J Agric Food Chem. 2010 Mar 10;58(5):2995-3001. doi: 10.1021/jf903655a.
Artificial neural networks (ANNs) with back-propagation algorithm were developed to predict the percentage loss of ascorbic acid, total phenols, flavonoid, and antioxidant activity in different segments of asparagus during water blanching at temperatures ranging from 65 to 95 degrees C as a function of blanching time and temperature. In this study, the one-hidden-layer ANNs are used, and the number of neurons in the hidden layer were chosen by trial and error. Optimized ANN models were developed for predicting nutrient losses in bud, upper, middle, and butt segments of asparagus. ANN models were then tested against an independent data set. Our results showed that the predicted values of the correlation coefficients between experimental and ANNs ranged from 0.8166 to 0.9868. Therefore, ANNs could be potential tools for the prediction of nutrient losses in vegetables during thermal treatments.

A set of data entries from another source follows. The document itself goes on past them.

//! Dense row-major matrices of `f64`
//!
//! Every operation that produces a matrix (slicing, transposition, products, reductions) returns a
//! new, independent [`DenseMatrix`]. Methods taking `&mut self` mutate in place and say so.

mod elimination;
mod reduce;
mod row;

pub use elimination::{Reduction, RowOps, RANK_EPSILON};
pub use reduce::Axis;
pub use row::Row;

use crate::error::{MatrixError, Result};
use rand::Rng;
use serde::{de, Deserialize, Deserializer, Serialize, Serializer};
use std::ops::{Add, Bound, Index, IndexMut, Mul, Neg, RangeBounds, Sub};

/// A rectangular matrix of `f64`, stored in row-major order
///
/// A matrix with no rows or no columns is always normalized to the canonical empty matrix of shape
/// `(0, 0)`.
#[derive(Clone, Debug)]
pub struct DenseMatrix {
    /// the number of rows in the matrix
    rows: usize,

    /// the number of columns in the matrix
    cols: usize,

    /// the elements of the matrix, `rows * cols` of them, in row-major order
    data: Vec<f64>,
}

/// The right-hand side of a product: either another matrix or a scalar broadcast over every element
#[derive(Clone, Copy, Debug)]
pub enum Operand<'a> {
    Matrix(&'a DenseMatrix),
    Scalar(f64),
}

impl<'a> From<&'a DenseMatrix> for Operand<'a> {
    fn from(m: &'a DenseMatrix) -> Self {
        Operand::Matrix(m)
    }
}

impl From<f64> for Operand<'_> {
    fn from(k: f64) -> Self {
        Operand::Scalar(k)
    }
}

/// Resolves a range against a dimension of length `len`, returning `(start, end)`
fn resolve_range(range: &impl RangeBounds<usize>, len: usize) -> Option<(usize, usize)> {
    let start = match range.start_bound() {
        Bound::Unbounded => 0,
        Bound::Included(&s) => s,
        Bound::Excluded(&s) => s.checked_add(1)?,
    };

    let end = match range.end_bound() {
        Bound::Unbounded => len,
        Bound::Included(&e) => e.checked_add(1)?,
        Bound::Excluded(&e) => e,
    };

    (start <= end && end <= len).then_some((start, end))
}

impl DenseMatrix {
    /// Builds a matrix from its parts, collapsing any shape with a zero dimension to `(0, 0)`
    fn from_parts(rows: usize, cols: usize, data: Vec<f64>) -> Self {
        debug_assert_eq!(rows * cols, data.len());
        if rows == 0 || cols == 0 {
            Self::empty()
        } else {
            DenseMatrix { rows, cols, data }
        }
    }

    /// The canonical empty matrix, of shape `(0, 0)`
    pub fn empty() -> Self {
        DenseMatrix {
            rows: 0,
            cols: 0,
            data: Vec::new(),
        }
    }

    pub fn build(rows: usize, cols: usize, mut f: impl FnMut(usize, usize) -> f64) -> Self {
        let data = (0..rows)
            .flat_map(|i| (0..cols).map(move |j| (i, j)))
            .map(|(i, j)| f(i, j))
            .collect();
        Self::from_parts(rows, cols, data)
    }

    pub fn zeros(rows: usize, cols: usize) -> Self {
        Self::from_parts(rows, cols, vec![0.0; rows * cols])
    }

    pub fn identity(size: usize) -> Self {
        Self::build(size, size, |i, j| if i == j { 1.0 } else { 0.0 })
    }

    /// A matrix of values drawn uniformly from `[0, 1)` using the caller's RNG
    #[inline]
    pub fn random(rng: &mut impl Rng, rows: usize, cols: usize) -> Self {
        Self::build(rows, cols, |_, _| rng.random::<f64>())
    }

    /// Creates a matrix from a vector of rows
    ///
    /// Fails with [`MatrixError::Ragged`] unless every row has the same length. An empty outer
    /// vector, or rows with no columns, give the canonical empty matrix.
    pub fn from_rows(rows: Vec<Vec<f64>>) -> Result<Self> {
        let cols = rows.first().map_or(0, Vec::len);
        if let Some((row, r)) = rows.iter().enumerate().find(|(_, r)| r.len() != cols) {
            return Err(MatrixError::Ragged {
                row,
                expected: cols,
                found: r.len(),
            });
        }
        let nrows = rows.len();
        Ok(Self::from_parts(
            nrows,
            cols,
            rows.into_iter().flatten().collect(),
        ))
    }

    /// Creates a matrix of the given shape from a flat row-major vector
    pub fn from_shape_vec(shape: (usize, usize), data: Vec<f64>) -> Result<Self> {
        if shape.0 * shape.1 != data.len() {
            return Err(MatrixError::Reshape {
                from: (1, data.len()),
                to: shape,
            });
        }
        Ok(Self::from_parts(shape.0, shape.1, data))
    }

    #[inline]
    pub fn rows(&self) -> usize {
        self.rows
    }

    #[inline]
    pub fn cols(&self) -> usize {
        self.cols
    }

    #[inline]
    pub fn shape(&self) -> (usize, usize) {
        (self.rows, self.cols)
    }

    #[inline]
    pub fn is_empty(&self) -> bool {
        self.data.is_empty()
    }

    #[inline]
    pub fn is_square(&self) -> bool {
        self.rows == self.cols
    }

    pub(crate) fn require_square(&self, op: &'static str) -> Result<()> {
        if self.is_square() {
            Ok(())
        } else {
            Err(MatrixError::NotSquare {
                op,
                shape: self.shape(),
            })
        }
    }

    fn require_same_shape(&self, other: &DenseMatrix, op: &'static str) -> Result<()> {
        if self.shape() == other.shape() {
            Ok(())
        } else {
            Err(MatrixError::Shape {
                op,
                left: self.shape(),
                right: other.shape(),
            })
        }
    }

    #[inline]
    pub fn get(&self, row: usize, col: usize) -> Option<f64> {
        if row < self.rows && col < self.cols {
            Some(self.data[row * self.cols + col])
        } else {
            None
        }
    }

    pub fn set(&mut self, row: usize, col: usize, value: f64) -> Result<()> {
        if row < self.rows && col < self.cols {
            self.data[row * self.cols + col] = value;
            Ok(())
        } else {
            Err(MatrixError::OutOfBounds {
                index: (row, col),
                shape: self.shape(),
            })
        }
    }

    #[inline]
    pub fn row(&self, row: usize) -> &Row {
        Row::from_slice(&self.data[row * self.cols..(row + 1) * self.cols])
    }

    #[inline]
    pub fn row_mut(&mut self, row: usize) -> &mut Row {
        Row::from_mut_slice(&mut self.data[row * self.cols..(row + 1) * self.cols])
    }

    /// Iterates over the elements in row-major order
    pub fn iter(&self) -> impl Iterator<Item = f64> + '_ {
        self.data.iter().copied()
    }

    #[inline]
    pub fn as_slice(&self) -> &[f64] {
        &self.data
    }

    /// Returns the elements as a vector of rows
    pub fn to_rows(&self) -> Vec<Vec<f64>> {
        (0..self.rows).map(|i| self.row(i).to_vec()).collect()
    }

    pub fn contains(&self, x: f64) -> bool {
        self.data.contains(&x)
    }

    /// The `(row, col)` of the first element equal to `x`, scanning in row-major order
    pub fn position(&self, x: f64) -> Option<(usize, usize)> {
        self.data
            .iter()
            .position(|&v| v == x)
            .map(|k| (k / self.cols, k % self.cols))
    }

    /// The `(row, col)` of every element equal to `x`, in row-major order
    pub fn positions(&self, x: f64) -> Vec<(usize, usize)> {
        self.data
            .iter()
            .enumerate()
            .filter(|(_, &v)| v == x)
            .map(|(k, _)| (k / self.cols, k % self.cols))
            .collect()
    }

    fn resolve_block(
        &self,
        rows: &impl RangeBounds<usize>,
        cols: &impl RangeBounds<usize>,
    ) -> Result<((usize, usize), (usize, usize))> {
        let r = resolve_range(rows, self.rows);
        let c = resolve_range(cols, self.cols);
        match (r, c) {
            (Some(r), Some(c)) => Ok((r, c)),
            (r, c) => Err(MatrixError::OutOfBounds {
                index: (
                    r.map_or(self.rows + 1, |r| r.1),
                    c.map_or(self.cols + 1, |c| c.1),
                ),
                shape: self.shape(),
            }),
        }
    }

    /// Returns a copy of the sub-block selected by a row range and a column range
    pub fn slice(
        &self,
        rows: impl RangeBounds<usize>,
        cols: impl RangeBounds<usize>,
    ) -> Result<DenseMatrix> {
        let ((r0, r1), (c0, c1)) = self.resolve_block(&rows, &cols)?;
        let mut data = Vec::with_capacity((r1 - r0) * (c1 - c0));
        for i in r0..r1 {
            data.extend_from_slice(&self.row(i)[c0..c1]);
        }
        Ok(Self::from_parts(r1 - r0, c1 - c0, data))
    }

    /// Returns a copy of part of a single row, as a `1 x k` matrix
    pub fn row_slice(&self, row: usize, cols: impl RangeBounds<usize>) -> Result<DenseMatrix> {
        if row >= self.rows {
            return Err(MatrixError::OutOfBounds {
                index: (row, 0),
                shape: self.shape(),
            });
        }
        self.slice(row..=row, cols)
    }

    /// Overwrites the selected block in place with the contents of `values`, leaving every other
    /// element untouched. `values` must have exactly the shape of the selection.
    pub fn assign_slice(
        &mut self,
        rows: impl RangeBounds<usize>,
        cols: impl RangeBounds<usize>,
        values: &DenseMatrix,
    ) -> Result<()> {
        let ((r0, r1), (c0, c1)) = self.resolve_block(&rows, &cols)?;
        let selected = (r1 - r0, c1 - c0);
        let normalized = if selected.0 == 0 || selected.1 == 0 {
            (0, 0)
        } else {
            selected
        };
        if values.shape() != normalized {
            return Err(MatrixError::Shape {
                op: "assign_slice",
                left: selected,
                right: values.shape(),
            });
        }
        for (k, i) in (r0..r1).enumerate() {
            self.row_mut(i)[c0..c1].copy_from_slice(values.row(k));
        }
        Ok(())
    }

    /// Returns a transposed copy of the matrix
    pub fn transpose(&self) -> DenseMatrix {
        Self::build(self.cols, self.rows, |i, j| self.data[j * self.cols + i])
    }

    /// Concatenates `other` to the right of `self`
    pub fn hstack(&self, other: &DenseMatrix) -> Result<DenseMatrix> {
        if self.is_empty() {
            return Ok(other.clone());
        }
        if other.is_empty() {
            return Ok(self.clone());
        }
        if self.rows != other.rows {
            return Err(MatrixError::Shape {
                op: "hstack",
                left: self.shape(),
                right: other.shape(),
            });
        }
        let mut data = Vec::with_capacity(self.data.len() + other.data.len());
        for i in 0..self.rows {
            data.extend_from_slice(self.row(i));
            data.extend_from_slice(other.row(i));
        }
        Ok(Self::from_parts(self.rows, self.cols + other.cols, data))
    }

    fn zip_with(
        &self,
        other: &DenseMatrix,
        op: &'static str,
        f: impl Fn(f64, f64) -> f64,
    ) -> Result<DenseMatrix> {
        self.require_same_shape(other, op)?;
        Ok(DenseMatrix {
            rows: self.rows,
            cols: self.cols,
            data: self
                .data
                .iter()
                .zip(other.data.iter())
                .map(|(&a, &b)| f(a, b))
                .collect(),
        })
    }

    fn map(&self, f: impl Fn(f64) -> f64) -> DenseMatrix {
        DenseMatrix {
            rows: self.rows,
            cols: self.cols,
            data: self.data.iter().map(|&x| f(x)).collect(),
        }
    }

    pub fn try_add(&self, other: &DenseMatrix) -> Result<DenseMatrix> {
        self.zip_with(other, "add", |a, b| a + b)
    }

    pub fn try_sub(&self, other: &DenseMatrix) -> Result<DenseMatrix> {
        self.zip_with(other, "sub", |a, b| a - b)
    }

    /// Element-wise product of two matrices of the same shape
    pub fn hadamard(&self, other: &DenseMatrix) -> Result<DenseMatrix> {
        self.zip_with(other, "hadamard", |a, b| a * b)
    }

    pub fn abs(&self) -> DenseMatrix {
        self.map(f64::abs)
    }

    pub fn scale(&self, k: f64) -> DenseMatrix {
        self.map(|x| k * x)
    }

    /// Sets every element to `value`, in place
    pub fn fill(&mut self, value: f64) {
        self.data.fill(value);
    }

    /// Multiplies by either a matrix or a scalar
    ///
    /// For a matrix operand, `self.cols()` must equal `rhs.rows()`. Each entry is the dot product of
    /// a row of `self` with a row of the transposed right operand.
    pub fn try_mul<'a>(&self, rhs: impl Into<Operand<'a>>) -> Result<DenseMatrix> {
        let rhs = match rhs.into() {
            Operand::Scalar(k) => return Ok(self.scale(k)),
            Operand::Matrix(m) => m,
        };
        if self.cols != rhs.rows {
            return Err(MatrixError::Shape {
                op: "mul",
                left: self.shape(),
                right: rhs.shape(),
            });
        }
        let rhs_t = rhs.transpose();
        Ok(Self::build(self.rows, rhs.cols, |i, j| {
            self.row(i).dot(rhs_t.row(j))
        }))
    }

    /// Raises a square matrix to a non-negative integer power by repeated multiplication, starting
    /// from the identity
    pub fn pow(&self, exponent: u32) -> Result<DenseMatrix> {
        self.require_square("pow")?;
        let mut m = Self::identity(self.rows);
        for _ in 0..exponent {
            m = m.try_mul(self)?;
        }
        Ok(m)
    }

    pub fn trace(&self) -> Result<f64> {
        self.require_square("trace")?;
        Ok((0..self.rows).map(|i| self[(i, i)]).sum())
    }
}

人工神经网络 (ANNs) 与反向传播算法被开发出来,以预测在 65 到 95 摄氏度范围内不同温度下水煮时间对芦笋中抗坏血酸、总酚、类黄酮和抗氧化活性的百分比损失,作为水煮时间和温度的函数。在这项研究中,使用了具有单个隐藏层的 ANN,并且通过反复试验选择了隐藏层中的神经元数量。针对芦笋芽、上、中、下段的营养损失开发了优化的 ANN 模型。然后,ANN 模型经过了独立数据集的测试。结果表明,实验值与 ANN 之间的相关系数预测值范围为 0.8166 至 0.9868。因此,ANN 可以成为预测蔬菜在热加工过程中营养损失的潜在工具。